6.               To evaluate the qualifications of nominees submitted by the Company’s stockholders using the same selection criteria and qualification standards the Nominating Committee uses to evaluate other potential nominees;

 

7.               To annually review the performance and contributions made by each director to the overall goals and objectives of the Company prior to the time such directors normally would be nominated for reelection. Members of the Nominating Committee, however, will not participate in deliberations about their own performance;

 

8.               To extend to each prospective director nominee approved by the Board the invitation to stand for election to the Board.

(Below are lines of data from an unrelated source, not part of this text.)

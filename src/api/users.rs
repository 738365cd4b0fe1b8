use axum::{
    Extension, Json,
    extract::{State, rejection::JsonRejection},
    http::StatusCode,
};
use std::sync::Arc;

use super::auth::AuthenticatedUser;
use super::validation::{validate_email, validate_login_fields, validate_name, validate_password};
use super::{
    ApiError, ApiResponse, AppState, CreateUserRequest, CurrentUserDto, TokenRequest,
    TokenResponse, UserDto,
};
use crate::domain::NewAccount;

/// POST /users/create
/// Register a regular account. Returns the public profile, never the password.
pub async fn create_user(
    State(state): State<Arc<AppState>>,
    payload: Result<Json<CreateUserRequest>, JsonRejection>,
) -> Result<(StatusCode, Json<ApiResponse<UserDto>>), ApiError> {
    let Json(payload) = payload?;

    let min_password_length = state.config().read().await.security.min_password_length;

    let email = validate_email(&payload.email)?;
    let password = validate_password(&payload.password, min_password_length)?;
    let name = validate_name(&payload.name)?;

    let account = state
        .account_service()
        .create_user(email, Some(password), NewAccount::named(name))
        .await?;

    Ok((
        StatusCode::CREATED,
        Json(ApiResponse::success(UserDto::from(account))),
    ))
}

/// POST /users/token
/// Exchange email and password for the account's API token
pub async fn create_token(
    State(state): State<Arc<AppState>>,
    payload: Result<Json<TokenRequest>, JsonRejection>,
) -> Result<Json<ApiResponse<TokenResponse>>, ApiError> {
    let Json(payload) = payload?;

    let (email, password) = validate_login_fields(&payload.email, &payload.password)?;

    let issued = state.account_service().issue_token(email, password).await?;

    Ok(Json(ApiResponse::success(TokenResponse {
        token: issued.token,
    })))
}

/// GET /users/me
/// Profile of the account owning the presented token
pub async fn get_current_user(
    State(state): State<Arc<AppState>>,
    Extension(user): Extension<AuthenticatedUser>,
) -> Result<Json<ApiResponse<CurrentUserDto>>, ApiError> {
    let account = state.account_service().get_account(user.id).await?;

    Ok(Json(ApiResponse::success(CurrentUserDto::from(account))))
}
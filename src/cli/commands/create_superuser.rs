//! Create-superuser command handler

use crate::api::validation::{validate_email, validate_name, validate_password};
use crate::config::Config;
use crate::db::Store;
use crate::domain::NewAccount;
use crate::services::AccountError;
use crate::state::SharedState;

/// Environment variable read when `--password` is not given
pub const PASSWORD_ENV: &str = "TESSERA_SUPERUSER_PASSWORD";

pub async fn cmd_create_superuser(
    config: &Config,
    email: &str,
    name: &str,
    password: Option<String>,
) -> anyhow::Result<()> {
    let email = validate_email(email)?;
    let name = validate_name(name)?;

    let password = password.or_else(|| std::env::var(PASSWORD_ENV).ok());
    if let Some(password) = &password {
        validate_password(password, config.security.min_password_length)?;
    }

    let store = Store::with_pool_options(
        &config.general.database_path,
        config.general.max_db_connections,
        config.general.min_db_connections,
    )
    .await?;
    let shared = SharedState::with_store(config.clone(), store);

    let account = match shared
        .account_service
        .create_superuser(email, password.as_deref(), NewAccount::named(name))
        .await
    {
        Ok(account) => account,
        Err(AccountError::DuplicateEmail) => {
            anyhow::bail!("An account with email {email} already exists")
        }
        Err(e) => return Err(e.into()),
    };

    println!("Superuser created: {} (id {})", account.email, account.id);
    if password.is_none() {
        println!("No password given; the account cannot log in until one is set.");
    }

    Ok(())
}
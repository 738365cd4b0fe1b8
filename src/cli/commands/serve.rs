//! Serve command handler

use anyhow::Context;
use std::sync::Arc;
use tokio::signal;
use tracing::{error, info};

use crate::api;
use crate::config::Config;
use crate::state::SharedState;

pub async fn cmd_serve(config: Config) -> anyhow::Result<()> {
    info!("Tessera v{} starting...", env!("CARGO_PKG_VERSION"));

    let prometheus_handle = if config.observability.metrics_enabled {
        use metrics_exporter_prometheus::PrometheusBuilder;
        let handle = PrometheusBuilder::new()
            .install_recorder()
            .context("Failed to install Prometheus recorder")?;
        info!("Prometheus metrics recorder initialized");
        Some(handle)
    } else {
        None
    };

    let addr = format!("{}:{}", config.server.bind_address, config.server.port);

    let shared = Arc::new(SharedState::new(config).await?);
    let state = api::create_app_state(shared, prometheus_handle);
    let app = api::router(state).await;

    let listener = tokio::net::TcpListener::bind(&addr)
        .await
        .with_context(|| format!("Failed to bind {addr}"))?;

    info!("Web Server running at http://{}", addr);

    if let Err(e) = axum::serve(listener, app)
        .with_graceful_shutdown(shutdown_signal())
        .await
    {
        error!("Web server error: {}", e);
        return Err(e.into());
    }

    info!("Shutdown complete");
    Ok(())
}

async fn shutdown_signal() {
    if let Err(e) = signal::ctrl_c().await {
        error!("Failed to listen for shutdown signal: {}", e);
        std::future::pending::<()>().await;
    }
    info!("Shutdown signal received");
}
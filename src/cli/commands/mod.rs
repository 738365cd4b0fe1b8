mod create_superuser;
mod init;
mod serve;

pub use create_superuser::cmd_create_superuser;
pub use init::cmd_init;
pub use serve::cmd_serve;
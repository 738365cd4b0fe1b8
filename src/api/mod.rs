use axum::{
    Router,
    http::HeaderValue,
    middleware,
    routing::{get, post},
};
use std::sync::Arc;
use tower_http::cors::{Any, CorsLayer};
use tower_http::trace::TraceLayer;

use crate::config::Config;
use crate::state::SharedState;

pub mod auth;
mod error;
mod observability;
mod system;
mod types;
mod users;
pub mod validation;

pub use error::ApiError;
pub use observability::RouteLabel;
pub use types::*;

use tokio::sync::RwLock;

use crate::services::AccountService;
use metrics_exporter_prometheus::PrometheusHandle;

#[derive(Clone)]
pub struct AppState {
    pub shared: Arc<SharedState>,

    pub start_time: std::time::Instant,

    pub prometheus_handle: Option<PrometheusHandle>,
}

impl AppState {
    #[must_use]
    pub fn config(&self) -> &Arc<RwLock<Config>> {
        &self.shared.config
    }

    #[must_use]
    pub fn store(&self) -> &crate::db::Store {
        &self.shared.store
    }

    #[must_use]
    pub fn account_service(&self) -> &Arc<dyn AccountService> {
        &self.shared.account_service
    }
}

#[must_use]
pub fn create_app_state(
    shared: Arc<SharedState>,
    prometheus_handle: Option<PrometheusHandle>,
) -> Arc<AppState> {
    Arc::new(AppState {
        shared,
        start_time: std::time::Instant::now(),
        prometheus_handle,
    })
}

pub async fn create_app_state_from_config(
    config: Config,
    prometheus_handle: Option<PrometheusHandle>,
) -> anyhow::Result<Arc<AppState>> {
    let shared = Arc::new(SharedState::new(config).await?);
    Ok(create_app_state(shared, prometheus_handle))
}

pub async fn router(state: Arc<AppState>) -> Router {
    let cors_origins = state.config().read().await.server.cors_allowed_origins.clone();

    let protected_routes = create_protected_router(state.clone());

    let api_router = Router::new()
        .merge(protected_routes)
        .route("/users/create", post(users::create_user))
        .route("/users/token", post(users::create_token))
        .route("/health/live", get(system::health_live))
        .route("/health/ready", get(system::health_ready))
        .route("/metrics", get(observability::get_metrics))
        .route_layer(middleware::from_fn(observability::route_label_middleware))
        .with_state(state);

    let cors_layer = if cors_origins.contains(&"*".to_string()) {
        CorsLayer::new().allow_origin(Any)
    } else {
        let origins: Vec<HeaderValue> =
            cors_origins.iter().filter_map(|s| s.parse().ok()).collect();
        CorsLayer::new().allow_origin(origins)
    };

    Router::new()
        .nest("/api", api_router)
        .layer(cors_layer.allow_methods(Any).allow_headers(Any))
        .layer(middleware::from_fn(observability::security_headers_middleware))
        .layer(middleware::from_fn(observability::logging_middleware))
        .layer(TraceLayer::new_for_http())
}

fn create_protected_router(state: Arc<AppState>) -> Router<Arc<AppState>> {
    Router::new()
        .route("/users/me", get(users::get_current_user))
        .route_layer(middleware::from_fn_with_state(state, auth::auth_middleware))
}
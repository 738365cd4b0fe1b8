//! `SeaORM` implementation of the `AccountService` trait.

use std::sync::Arc;

use async_trait::async_trait;
use tokio::sync::RwLock;
use tracing::{info, warn};

use crate::config::{Config, SecurityConfig};
use crate::db::Store;
use crate::domain::{Account, NewAccount, UserId};
use crate::services::account_service::{AccountError, AccountService, IssuedToken};

pub struct SeaOrmAccountService {
    store: Store,
    config: Arc<RwLock<Config>>,
}

impl SeaOrmAccountService {
    #[must_use]
    pub const fn new(store: Store, config: Arc<RwLock<Config>>) -> Self {
        Self { store, config }
    }

    async fn security(&self) -> SecurityConfig {
        self.config.read().await.security.clone()
    }
}

#[async_trait]
impl AccountService for SeaOrmAccountService {
    async fn create_user(
        &self,
        email: &str,
        password: Option<&str>,
        attributes: NewAccount,
    ) -> Result<Account, AccountError> {
        let security = self.security().await;
        let account = self
            .store
            .create_user(email, password, &attributes, &security)
            .await?;

        metrics::counter!("accounts_created_total", "kind" => "regular").increment(1);
        info!(user_id = %account.id, "Account created");

        Ok(account)
    }

    async fn create_superuser(
        &self,
        email: &str,
        password: Option<&str>,
        attributes: NewAccount,
    ) -> Result<Account, AccountError> {
        let security = self.security().await;
        let account = self
            .store
            .create_superuser(email, password, &attributes, &security)
            .await?;

        metrics::counter!("accounts_created_total", "kind" => "administrative").increment(1);
        info!(user_id = %account.id, "Administrative account created");

        Ok(account)
    }

    async fn issue_token(&self, email: &str, password: &str) -> Result<IssuedToken, AccountError> {
        let security = self.security().await;

        let Some(account) = self
            .store
            .verify_user_credentials(email, password, &security)
            .await?
        else {
            metrics::counter!("auth_failures_total", "stage" => "credentials").increment(1);
            warn!("Token request rejected: invalid credentials");
            return Err(AccountError::InvalidCredentials);
        };

        let token = self.store.get_or_create_token(account.id).await?;
        self.store.record_user_login(account.id).await?;

        metrics::counter!("auth_tokens_issued_total").increment(1);
        info!(user_id = %account.id, "Auth token issued");

        Ok(IssuedToken { token })
    }

    async fn authenticate_token(&self, token: &str) -> Result<Account, AccountError> {
        let account = self
            .store
            .find_account_by_token(token)
            .await?
            .ok_or(AccountError::Unauthorized)?;

        if !account.is_active {
            metrics::counter!("auth_failures_total", "stage" => "inactive").increment(1);
            return Err(AccountError::Unauthorized);
        }

        Ok(account)
    }

    async fn get_account(&self, id: UserId) -> Result<Account, AccountError> {
        self.store
            .get_user_by_id(id)
            .await?
            .ok_or(AccountError::NotFound)
    }
}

The Chairperson of the Nominating Committee normally will extend this invitation;

 

9.               To assist management in the preparation of the disclosure in the Company’s proxy statement for its annual meeting of stockholders regarding director independence and operations of the Nominating Committee;

 

10.            To report at least annually to the Board;

 

11.            Annually, to review and reassess the adequacy of this Charter and recommend any proposed changes to the Board for its consideration as and while appropriate;

 

12.            Annually, to review and evaluate the performance of the Nominating Committee; and

 

13.            To perform such other duties as the Board may from time to time direct or as may be required by applicable laws, rules and regulations.

 

Amendment

 

This Charter may be amended from time to time by the Board. Any amendment must be disclosed as required by, and in accordance with, applicable laws, rules and regulations.